Reversed-phase high performance liquid chromatography of phosphatidylcholine: a simple method for determining relative hydrophobic interaction of various molecular species.

A convenient method for the separation of molecular species of phosphatidylcholine (PC) by reversed-phase high performance liquid chromatography (HPLC) is described. PC species from egg, bovine brain, and porcine liver were resolved into 11-13 separate peaks on a Nucleosil-5-C18 reversed-phase column with methanol-1 mM potassium phosphate buffer, pH 7.4, 9.5:0.5 (v/v) as the solvent. Detection was at 205 nm.
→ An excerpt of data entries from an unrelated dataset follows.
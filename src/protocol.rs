//! AMI wire codec
//!
//! A frame is a run of `key: value` lines closed by one blank line. There is
//! no escaping: values must not contain the line terminator.

use crate::{
    constants::{FIELD_SEPARATOR, LINE_TERMINATOR, MAX_BUFFER_SIZE, MAX_FRAME_SIZE},
    error::{AmiError, AmiResult},
    frame::Frame,
    headers::AmiHeader,
};

/// Serialize a frame to wire bytes.
///
/// `Action` goes first when present since Asterisk expects it to lead a
/// command; the remaining fields follow in unspecified order.
pub fn serialize(frame: &Frame) -> Vec<u8> {
    let mut out = Vec::with_capacity(
        frame
            .iter()
            .map(|(k, v)| k.len() + v.len() + FIELD_SEPARATOR.len() + LINE_TERMINATOR.len())
            .sum::<usize>()
            + LINE_TERMINATOR.len(),
    );

    let action = AmiHeader::Action.as_str();
    if let Some(value) = frame.field(action) {
        write_field(&mut out, action, value);
    }
    for (key, value) in frame
        .iter()
        .filter(|(k, _)| *k != action)
    {
        write_field(&mut out, key, value);
    }

    out.extend_from_slice(LINE_TERMINATOR.as_bytes());
    out
}

fn write_field(out: &mut Vec<u8>, key: &str, value: &str) {
    out.extend_from_slice(key.as_bytes());
    out.extend_from_slice(FIELD_SEPARATOR.as_bytes());
    out.extend_from_slice(value.as_bytes());
    out.extend_from_slice(LINE_TERMINATOR.as_bytes());
}

/// Parse one frame from a complete byte slice.
///
/// Stops at the first blank line or at the end of input, whichever comes
/// first; anything after the blank line is ignored.
pub fn parse_frame(input: &[u8]) -> Frame {
    let mut frame = Frame::new();
    for line in input.split(|b| *b == b'\n') {
        let line = trim_line(line);
        if line.is_empty() {
            break;
        }
        insert_line(&mut frame, line);
    }
    frame
}

/// Strip a trailing carriage return so CRLF traffic reads like LF traffic.
fn trim_line(line: &[u8]) -> &[u8] {
    line.strip_suffix(b"\r")
        .unwrap_or(line)
}

/// Split at the first separator; a line without one becomes a field with an
/// empty value. Later duplicates overwrite earlier ones.
fn insert_line(frame: &mut Frame, line: &[u8]) {
    let line = String::from_utf8_lossy(line);
    match line.split_once(FIELD_SEPARATOR) {
        Some((key, value)) => frame.set_field(key, value),
        None => frame.set_field(&*line, ""),
    }
}

/// Incremental frame decoder.
///
/// Socket bytes are appended with [`add_data`](Self::add_data) as they arrive;
/// [`decode`](Self::decode) yields a frame each time a blank line closes one.
/// Lines and fields received so far are kept across calls, so a read timeout
/// in the middle of a frame loses nothing.
#[derive(Debug, Default)]
pub struct FrameDecoder {
    buffer: Vec<u8>,
    position: usize,
    pending: Frame,
    /// Line bytes folded into `pending` since the last blank line.
    pending_bytes: usize,
}

impl FrameDecoder {
    /// Create an empty decoder.
    pub fn new() -> Self {
        Self::default()
    }

    /// Append received bytes.
    ///
    /// Fails with [`AmiError::ProtocolError`] once a single line or a single
    /// unterminated frame outgrows its limit.
    pub fn add_data(&mut self, data: &[u8]) -> AmiResult<()> {
        if self.pending_bytes > MAX_FRAME_SIZE {
            return Err(AmiError::protocol_error(format!(
                "{} bytes of fields without a closing blank line (limit {})",
                self.pending_bytes, MAX_FRAME_SIZE
            )));
        }
        self.compact();
        self.buffer
            .extend_from_slice(data);
        if self.buffer.len() > MAX_BUFFER_SIZE
            && !self
                .buffer
                .contains(&b'\n')
        {
            return Err(AmiError::protocol_error(format!(
                "{} bytes buffered without a line terminator (limit {})",
                self.buffer.len(),
                MAX_BUFFER_SIZE
            )));
        }
        Ok(())
    }

    /// Decode the next complete frame, or `None` if more data is needed.
    ///
    /// A blank line with no fields before it yields an empty frame; callers
    /// decide whether to drop it.
    pub fn decode(&mut self) -> Option<Frame> {
        loop {
            let rest = &self.buffer[self.position..];
            let newline = rest
                .iter()
                .position(|b| *b == b'\n')?;
            let start = self.position;
            self.position += newline + 1;

            let line = trim_line(&self.buffer[start..start + newline]);
            if line.is_empty() {
                self.pending_bytes = 0;
                return Some(std::mem::take(&mut self.pending));
            }
            self.pending_bytes += line.len();
            insert_line(&mut self.pending, line);
        }
    }

    /// Whether a frame is partially received.
    pub fn has_partial(&self) -> bool {
        !self.pending.is_empty() || self.position < self.buffer.len()
    }

    fn compact(&mut self) {
        if self.position > 0 {
            self.buffer
                .drain(..self.position);
            self.position = 0;
        }
    }
}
PC species were primarily resolved due to specific hydrophobic interaction of their fatty acid side chains with the alkyl ligand of the stationary phase. The retention time and therefore the hydrophobic interaction of acyl chains of PC species increased logarithmically as the total number of carbon atoms in the chains increased in the homologous series. The retention times decreased nonlinearly as the number of double bonds in the fatty chains increased. Introduction of the first double bond in the side chain reduced the retention time to the greatest extent. From the chromatography data the reduction in the retention time was calculated to be equivalent to 1.8 carbon atoms compared to the fully saturated PC. Further introduction of 2, 3, 4, 5, and 6 double bonds in the same side chain reduced the retention time additionally, equivalent to 1.4, 1.2, 1.0, 1.0, and 1.0 less carbon atoms. Each molecular species of PC was assigned a "Hydrophobic Carbon Number" (HCN) based upon the total number of carbon atoms ad double bonds in the side chain. PC molecules with the same HCN had the same retention time. The average HCN was calculated for various PC preparations and found to be remarkably the same for all the three different naturally occurring sources considering a wide variety of different fatty acid compositions of each type. HCN provides a simple measure of relative hydrophobicity of each PC molecule.